# 3.3: Compactness

- Page ID
- 9695

The Completeness Theorem finishes our link between deducibility and logical implication. The Compactness Theorem is our first use of that link. In some sense, what the Compactness Theorem does is focus our attention on the finiteness of deductions, and then we can begin to use that finiteness to our advantage.

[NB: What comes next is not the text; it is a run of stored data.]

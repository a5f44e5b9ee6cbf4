//! Which voice speaks a model turn.
//!
//! `Native` plays the service's own audio. `Alternate` discards that audio,
//! collects the turn's text and has a local backend speak it once the turn
//! completes. The choice is latched when a turn's first part arrives, so a
//! toggle mid-turn only affects the next turn and a turn is never voiced by
//! both paths.

use crate::error::{SessionError, SessionResult};
use serde::{Deserialize, Serialize};
use std::fmt;
use tracing::{debug, info, warn};

#[derive(Debug, Clone, Copy, PartialEq, Eq, Serialize, Deserialize, Default)]
#[serde(rename_all = "lowercase")]
pub enum VoicePath {
    #[default]
    Native,
    Alternate,
}

impl fmt::Display for VoicePath {
    fn fmt(&self, f: &mut fmt::Formatter<'_>) -> fmt::Result {
        match self {
            VoicePath::Native => f.write_str("native"),
            VoicePath::Alternate => f.write_str("alternate"),
        }
    }
}

#[derive(Debug, Default)]
pub struct VoicePathSelector {
    requested: VoicePath,
    alternate_available: bool,
    turn: Option<VoicePath>,
    text_parts: String,
    transcript: String,
}

impl VoicePathSelector {
    pub fn new(alternate_available: bool) -> Self {
        Self {
            alternate_available,
            ..Default::default()
        }
    }

    pub fn requested(&self) -> VoicePath {
        self.requested
    }

    pub fn alternate_available(&self) -> bool {
        self.alternate_available
    }

    /// Path of the turn in progress, if one has started.
    pub fn current_turn(&self) -> Option<VoicePath> {
        self.turn
    }

    /// Request a path for subsequent turns.
    pub fn request(&mut self, path: VoicePath) -> SessionResult<()> {
        if path == VoicePath::Alternate && !self.alternate_available {
            return Err(SessionError::BackendUnavailable(
                "alternate voice path is disabled for this session".to_string(),
            ));
        }
        if self.requested != path {
            info!("🔀 Voice path {} requested (applies from the next turn)", path);
        }
        self.requested = path;
        Ok(())
    }

    /// The backend failed: fall back to native for the rest of the session.
    pub fn disable_alternate(&mut self) {
        if self.alternate_available {
            warn!("Alternate voice path disabled for the rest of the session");
        }
        self.alternate_available = false;
        self.requested = VoicePath::Native;
    }

    /// Latch (on first call per turn) and return the path of the current turn.
    pub fn turn_path(&mut self) -> VoicePath {
        let requested = self.requested;
        *self.turn.get_or_insert_with(|| {
            debug!("Turn latched to {} voice", requested);
            requested
        })
    }

    /// Text part of the current turn. Only kept on alternate turns.
    pub fn push_text(&mut self, text: &str) {
        if self.turn_path() == VoicePath::Alternate {
            self.text_parts.push_str(text);
        }
    }

    /// Transcript of the model's own speech. Used when a turn carries no text parts.
    pub fn push_transcript(&mut self, text: &str) {
        if self.turn_path() == VoicePath::Alternate {
            self.transcript.push_str(text);
        }
    }

    /// Whether native audio of the current turn should play.
    pub fn accepts_native_audio(&mut self) -> bool {
        self.turn_path() == VoicePath::Native
    }

    /// End the turn. Returns the text to synthesize for an alternate turn.
    pub fn finish_turn(&mut self) -> Option<String> {
        let path = self.turn.take();
        let parts = std::mem::take(&mut self.text_parts);
        let transcript = std::mem::take(&mut self.transcript);
        if path != Some(VoicePath::Alternate) {
            return None;
        }
        let text = if parts.trim().is_empty() { transcript } else { parts };
        let text = text.trim().to_string();
        (!text.is_empty()).then_some(text)
    }

    /// Barge-in: drop whatever the current turn collected.
    pub fn abandon_turn(&mut self) {
        self.turn = None;
        self.text_parts.clear();
        self.transcript.clear();
    }
}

Theorem 3.3.1: Compactness Theorem

*Let \(\Sigma\) be any set of axioms. There is a model of \(\Sigma\) if and only if every finite subset \(\Sigma_0\) of \(\Sigma\) has a model.*

We say that \(\Sigma\) is **satisfiable** if there is a model of \(\Sigma\), and we say that \(\Sigma\) is **finitely satisfiable** if every finite subset of \(\Sigma\) has a model. So the Compactness Theorem says that \(\Sigma\) is satisfiable if and only if \(\Sigma\) is finitely satisfiable.

proof

For the easy direction, suppose that \(\Sigma\) has a model \(\mathfrak{A}\). Then \(\mathfrak{A}\) is also a model of every finite \(\Sigma_0 \subseteq \Sigma\).

For the more difficult direction, assume there is no model of \(\Sigma\). Then \(\Sigma \models \perp\). By the Completeness Theorem, \(\Sigma \vdash \perp\), so there is a deduction \(D\) of \(\perp\) from \(\Sigma\). Since \(D\) is a deduction, it is finite in length and thus can only contain finitely many of the axioms of \(\Sigma\). Let \(\Sigma_0\) be the finite set of axioms from \(\Sigma\) that are used in \(D\). Then \(D\) is a deduction from \(\Sigma_0\), so \(\Sigma_0 \vdash \perp\). But then by the Soundness Theorem, \(\Sigma_0 \models \perp\), so \(\Sigma_0\) cannot have a model.

Corollary 3.3.2.

*Let \(\Sigma\) be a set of \(\mathcal{L}\)-formulas and let \(\theta\) be an \(\mathcal{L}\)-formula. \(\Sigma \models \theta\) if and only if there is a finite \(\Sigma_0 \subseteq \Sigma\) such that \(\Sigma_0 \models \theta\).*

proof

\[\begin{array}{rll} \Sigma \models \theta & \text{iff} \: \Sigma \vdash \theta & \text{Soundness and Completeness} \\ & \text{iff} \: \Sigma_0 \vdash \theta \: \text{for a finite} \: \Sigma_0 \subseteq \Sigma & \text{deductions are finite} \\ & \text{iff} \: \Sigma_0 \models \theta & \text{Soundness and Completeness} \end{array}\]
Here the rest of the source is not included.